The euro hit an a 11-month high against the dollar and a 21-month peak against the yen on Friday, as investors bet on an economic upturn in Germany and signs of a stabler euro area banking system.
Sentiment towards euro zone assets has picked up in recent weeks and investors have positioned for European banks to repay part of the ultra-cheap three-year loans the European Central Bank extended in late 2011 and early 2012.
A willingness to hand back the loans would considered a sign that the struggling banking system is on the mend, analysts said.
The ECB will announce at 1100 GMT how much of the 1 trillion euros it lent out banks intend to pay back next week, with repayments of about 100 billion euros forecast.

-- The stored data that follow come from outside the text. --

//! PumpPortal Trade Types
//!
//! Request body for the `trade-local` endpoint, which answers with a
//! serialized unsigned transaction for the caller to sign.

use serde::{Deserialize, Serialize};

use crate::ports::trade::CreateTokenRequest;

/// Trade action understood by `trade-local`
#[derive(Debug, Clone, Copy, PartialEq, Eq, Serialize, Deserialize)]
#[serde(rename_all = "lowercase")]
pub enum TradeAction {
    Create,
}

/// On-chain metadata for a token being created
#[derive(Debug, Clone, PartialEq, Serialize, Deserialize)]
pub struct CreateTokenMetadata {
    pub name: String,
    pub symbol: String,
    /// URI of the pinned metadata JSON
    pub uri: String,
}

/// Request body for POST /trade-local
#[derive(Debug, Clone, PartialEq, Serialize, Deserialize)]
#[serde(rename_all = "camelCase")]
pub struct TradeLocalRequest {
    /// Wallet public key (base58)
    pub public_key: String,
    pub action: TradeAction,
    #[serde(skip_serializing_if = "Option::is_none")]
    pub token_metadata: Option<CreateTokenMetadata>,
    /// Mint public key (base58)
    pub mint: String,
    /// Sent as the string "true"/"false"
    pub denominated_in_sol: String,
    pub amount: f64,
    pub slippage: f64,
    pub priority_fee: f64,
    pub pool: String,
}

impl From<&CreateTokenRequest> for TradeLocalRequest {
    fn from(request: &CreateTokenRequest) -> Self {
        Self {
            public_key: request.wallet.to_string(),
            action: TradeAction::Create,
            token_metadata: Some(CreateTokenMetadata {
                name: request.ticker.clone(),
                symbol: request.ticker.clone(),
                uri: request.metadata_uri.clone(),
            }),
            mint: request.mint.to_string(),
            denominated_in_sol: request.params.denominated_in_sol.to_string(),
            amount: request.params.amount,
            slippage: request.params.slippage,
            priority_fee: request.params.priority_fee,
            pool: request.params.pool.clone(),
        }
    }
}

That would lead to some shrinking of the ECB’s balance sheet at a time when the Federal Reserve and the Bank of Japan are still expanding theirs. Balance sheet expansion by a central bank usually hurts a currency as it increases its supply.
If the influential German Ifo survey due at 0900 GMT surprises on the positive side like the country’s ZEW survey and Purchasing Managers Index did earlier this week, the euro could push higher, traders said. The Ifo is forecast to show some improvement in business conditions.
The euro was up 0.3 percent at $1.3410, having hit a 11-month high of $1.3420 with offers cited above $1.3430. Against the yen, the euro was 0.5 percent higher at 121.48 yen – its highest in 21 months.
“We are bullish about the euro and expect it to rise past $1.35 in the coming weeks,” said George Saravelos, G10 FX strategist at Deutsche Bank.
“There is an upside risk to the Ifo numbers given the good PMI survey we had out of Germany. Also while the pre-payment to the ECB will be spread out, we think it is supportive for the euro because the ECB’s balance sheet will be shrinking while the Fed and the BoJ are expanding theirs.”
YEN UNDER PRESSURE
The dollar was up 0.3 percent at 90.60, having hit a 2-1/2 year high of 90.695 during the Asian session with an option barrier cited at 90.75 yen. The U.S. currency has gained more than 14 percent since mid-November.
The yen came under renewed pressure after reports on Thursday quoted Japan’s deputy economy minister, Yasutoshi Nishimura, as saying the yen’s decline is not over, and that a dollar/yen level of 100 would not be a concern.
“Every time dollar/yen has a correction, it seems that one or other Japanese official comes out and talks the (Japanese) currency down,” said Callum Henderson, global head of FX research for Standard Chartered Bank in Singapore.
“Undoubtedly, there is a campaign on the part of the Japanese authorities to continue to focus the market’s attention on the need to reflate the economy.”
The yen had bounced after the Bank of Japan on Tuesday doubled its inflation target to 2 percent and made an open-ended commitment to buying assets from next year.
Although it was the BOJ’s boldest policy attempt yet to end years of economic stagnation, the action was deemed a disappointment by some due to the lack of an immediate expansion of asset purchases.
The yen’s precipitous descent since late last year and Tokyo’s efforts to drive the currency lower to achieve growth has raised eyebrows abroad, with German Chancellor Angela Merkel singling out Japan on Thursday as a source of concern.
Japanese Finance Minister Taro Aso, shrugging off the unease, said on Friday that the BOJ’s monetary easing was aimed at pulling the country out of deflation, not manipulating currencies.